(Records excerpted from a collection)
################
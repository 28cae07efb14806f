//! `helm-local extract-images`: render a chart and list the images it uses.

use std::collections::BTreeSet;
use std::process::Command;

use anyhow::{Context, Result};
use camino::{Utf8Path, Utf8PathBuf};
use fn_error_context::context;
use onprem_imageref::{
    extract_images_from_args, extract_images_from_text, images_from_yaml, normalize_image_name,
    text_registries, RegistryPatterns, REGISTRY_PATTERNS_ENV, TEXT_REGISTRIES_ENV,
};
use onprem_utils::{CommandRunExt, Reporter};

use crate::cli::ExtractImagesOpts;
use crate::config::ConfigManager;

const HELM: &str = "helm";
const CHART_FILE: &str = "Chart.yaml";
/// Release name passed to `helm template`; it does not affect image values.
const RELEASE_NAME: &str = "release";
/// Config key holding extra registry patterns.
const CONFIG_PATTERNS_KEY: &str = "helm.registry_patterns";

fn ensure_helm_installed() -> Result<()> {
    which::which(HELM)
        .map(|_| ())
        .map_err(|_| anyhow::anyhow!("Helm is not installed. See https://helm.sh/docs/intro/install/"))
}

/// The directory holding `Chart.yaml`: `dir` itself or one of its direct
/// subdirectories (packaged charts unpack into `<name>/`).
#[context("Locating {CHART_FILE} in {dir}")]
fn find_chart_root(dir: &Utf8Path) -> Result<Utf8PathBuf> {
    if dir.join(CHART_FILE).is_file() {
        return Ok(dir.to_owned());
    }
    let mut candidates = Vec::new();
    for entry in dir.read_dir_utf8()? {
        let entry = entry?;
        if entry.file_type()?.is_dir() && entry.path().join(CHART_FILE).is_file() {
            candidates.push(entry.into_path());
        }
    }
    candidates.sort();
    candidates
        .into_iter()
        .next()
        .ok_or_else(|| anyhow::anyhow!("No {CHART_FILE} found"))
}

/// Resolve the chart to a directory, unpacking archives into `workdir`.
#[context("Preparing chart {chart}")]
fn prepare_chart(chart: &Utf8Path, workdir: &Utf8Path) -> Result<Utf8PathBuf> {
    if chart.is_dir() {
        return find_chart_root(chart);
    }
    let name = chart.as_str();
    if !(name.ends_with(".tgz") || name.ends_with(".tar.gz")) {
        anyhow::bail!("Expected a chart directory or a .tgz archive");
    }
    tracing::info!("Unpacking {chart} into {workdir}");
    Command::new("tar")
        .args(["-xzf", chart.as_str(), "-C", workdir.as_str()])
        .run_capture_stderr()?;
    find_chart_root(workdir)
}

fn update_dependencies(chart: &Utf8Path) -> Result<()> {
    Command::new(HELM)
        .args(["dependency", "update", chart.as_str()])
        .run_get_string()
        .map(|_| ())
        .with_context(|| format!("Updating dependencies of {chart}"))
}

fn render_template(chart: &Utf8Path, values: &[Utf8PathBuf]) -> Result<String> {
    let mut cmd = Command::new(HELM);
    cmd.args(["template", RELEASE_NAME, chart.as_str()]);
    for v in values {
        cmd.args(["-f", v.as_str()]);
    }
    cmd.run_get_string()
        .with_context(|| format!("Rendering {chart}"))
}

/// Where to look for images besides manifest fields.
#[derive(Debug, Clone)]
pub(crate) struct ImageSources {
    /// Registry patterns for argument tokens.
    pub(crate) patterns: RegistryPatterns,
    /// Registries for the free-text scan.
    pub(crate) text_registries: Vec<String>,
}

/// Images named by manifest fields or found in free text (normalized
/// unless `raw`) together with those passed as arguments, sorted and
/// deduplicated.
pub(crate) fn collect_images(
    rendered: &str,
    sources: &ImageSources,
    raw: bool,
) -> Result<Vec<String>> {
    let mut found = images_from_yaml(rendered);
    found.extend(extract_images_from_text(rendered, &sources.text_registries)?);
    let mut images: BTreeSet<String> = found
        .into_iter()
        .map(|i| if raw { i } else { normalize_image_name(&i) })
        .collect();
    images.extend(extract_images_from_args(rendered, &sources.patterns));
    Ok(images.into_iter().collect())
}

/// Render the output: one image per line, or a JSON array.
fn format_images(images: &[String], json: bool) -> Result<String> {
    if json {
        return Ok(serde_json::to_string_pretty(images)?);
    }
    Ok(images.join("\n"))
}

/// Patterns from the command line and config file, plus the environment
/// override list; text registries extended from their own variable.
fn image_sources(
    cli: &[String],
    config: &ConfigManager,
    pattern_env: Option<&str>,
    registry_env: Option<&str>,
) -> Result<ImageSources> {
    let from_config = config.get_string_list(CONFIG_PATTERNS_KEY)?;
    let overrides = pattern_env
        .map(RegistryPatterns::parse_override_list)
        .unwrap_or_default();
    let extra_registries = registry_env
        .map(RegistryPatterns::parse_override_list)
        .unwrap_or_default();
    Ok(ImageSources {
        patterns: RegistryPatterns::new(cli.iter().cloned().chain(from_config), overrides),
        text_registries: text_registries(extra_registries),
    })
}

/// Run `helm-local extract-images`.
#[context("Extracting images from {}", opts.chart)]
pub(crate) fn extract_images(opts: &ExtractImagesOpts, reporter: &Reporter) -> Result<()> {
    if !opts.chart.exists() {
        anyhow::bail!("{} does not exist", opts.chart);
    }
    let sources = image_sources(
        &opts.registry_pattern,
        &ConfigManager::open_default()?,
        std::env::var(REGISTRY_PATTERNS_ENV).ok().as_deref(),
        std::env::var(TEXT_REGISTRIES_ENV).ok().as_deref(),
    )?;
    ensure_helm_installed()?;

    let workdir = tempfile::tempdir()?;
    let workdir_path = Utf8Path::from_path(workdir.path()).context("Non-UTF-8 temporary directory")?;
    let chart = prepare_chart(&opts.chart, workdir_path)?;

    let pb = reporter.spinner("Updating chart dependencies");
    let r = update_dependencies(&chart);
    pb.finish_and_clear();
    r?;

    let pb = reporter.spinner("Rendering chart");
    let rendered = render_template(&chart, &opts.values);
    pb.finish_and_clear();
    let rendered = rendered?;

    let images = collect_images(&rendered, &sources, opts.raw)?;
    tracing::info!("Found {} images in {}", images.len(), opts.chart);
    let out = format_images(&images, opts.json)?;
    if !out.is_empty() {
        println!("{out}");
    }
    Ok(())
}

#[cfg(test)]
mod tests {
    use indoc::indoc;

    use super::*;

    const RENDERED: &str = indoc! {"
        apiVersion: apps/v1
        kind: Deployment
        spec:
          template:
            spec:
              containers:
              - name: operator
                image: nginx
                args:
                - --prometheus-config-reloader=quay.io/prometheus-operator/prometheus-config-reloader:v0.81.0
        ---
        redis:
          repository: bitnami/redis
          tag: 7.2.4
    "};

    fn default_sources() -> ImageSources {
        ImageSources {
            patterns: RegistryPatterns::default(),
            text_registries: text_registries(std::iter::empty::<String>()),
        }
    }

    #[test]
    fn test_collect_images_normalized() -> Result<()> {
        let images = collect_images(RENDERED, &default_sources(), false)?;
        similar_asserts::assert_eq!(
            images,
            vec![
                "docker.io/bitnami/redis:7.2.4".to_string(),
                "docker.io/library/nginx:latest".to_string(),
                "quay.io/prometheus-operator/prometheus-config-reloader:v0.81.0".to_string(),
            ]
        );
        Ok(())
    }

    #[test]
    fn test_collect_images_raw() -> Result<()> {
        let images = collect_images(RENDERED, &default_sources(), true)?;
        similar_asserts::assert_eq!(
            images,
            vec![
                "bitnami/redis:7.2.4".to_string(),
                "nginx".to_string(),
                "quay.io/prometheus-operator/prometheus-config-reloader:v0.81.0".to_string(),
            ]
        );
        Ok(())
    }

    #[test]
    fn test_collect_images_from_env_values() -> Result<()> {
        let rendered = indoc! {r#"
            apiVersion: v1
            kind: Pod
            spec:
              containers:
              - name: app
                image: nginx
                env:
                - name: CUDA_IMAGE
                  value: "nvcr.io/nvidia/cuda:12.2.0"
                - name: HELPER
                  value: public.ecr.aws/org/helper
        "#};
        let images = collect_images(rendered, &default_sources(), false)?;
        similar_asserts::assert_eq!(
            images,
            vec![
                "docker.io/library/nginx:latest".to_string(),
                "nvcr.io/nvidia/cuda:12.2.0".to_string(),
                "public.ecr.aws/org/helper:latest".to_string(),
            ]
        );
        Ok(())
    }

    #[test]
    fn test_image_sources_from_env_and_config() -> Result<()> {
        let td = tempfile::tempdir()?;
        let dir = Utf8Path::from_path(td.path()).context("non-UTF-8 tempdir")?;
        let config = ConfigManager::new(dir);
        let rendered = indoc! {"
            args:
            - --sidecar=custom.io/x:y
            - --agent=cfg.example/agent:1
            env:
            - value: corp.local/team/app:2
        "};

        let sources = image_sources(&[], &config, None, None)?;
        assert!(collect_images(rendered, &sources, false)?.is_empty());

        config.set(
            CONFIG_PATTERNS_KEY,
            serde_yaml::Value::Sequence(vec!["cfg.example".into()]),
        )?;
        let sources = image_sources(&[], &config, Some(" custom.io , "), Some("corp.local"))?;
        similar_asserts::assert_eq!(
            collect_images(rendered, &sources, false)?,
            vec![
                "cfg.example/agent:1".to_string(),
                "corp.local/team/app:2".to_string(),
                "custom.io/x:y".to_string(),
            ]
        );
        Ok(())
    }

    #[test]
    fn test_format_images() -> Result<()> {
        let images = vec!["a:1".to_string(), "b:2".to_string()];
        assert_eq!(format_images(&images, false)?, "a:1\nb:2");
        assert_eq!(format_images(&images, true)?, "[\n  \"a:1\",\n  \"b:2\"\n]");
        assert_eq!(format_images(&[], true)?, "[]");
        Ok(())
    }

    #[test]
    fn test_find_chart_root() -> Result<()> {
        let td = tempfile::tempdir()?;
        let dir = Utf8Path::from_path(td.path()).context("non-UTF-8 tempdir")?;
        assert!(find_chart_root(dir).is_err());

        let nested = dir.join("mychart");
        std::fs::create_dir(&nested)?;
        std::fs::write(nested.join(CHART_FILE), "name: mychart\n")?;
        assert_eq!(find_chart_root(dir)?, nested);
        assert_eq!(find_chart_root(&nested)?, nested);
        Ok(())
    }

    #[test]
    fn test_prepare_chart_rejects_other_files() -> Result<()> {
        let td = tempfile::tempdir()?;
        let dir = Utf8Path::from_path(td.path()).context("non-UTF-8 tempdir")?;
        let file = dir.join("values.yaml");
        std::fs::write(&file, "")?;
        assert!(prepare_chart(&file, dir).is_err());
        Ok(())
    }
}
################
### Problem
For the data above, state only how many lines include the word "holding".

### Output of the exercise
2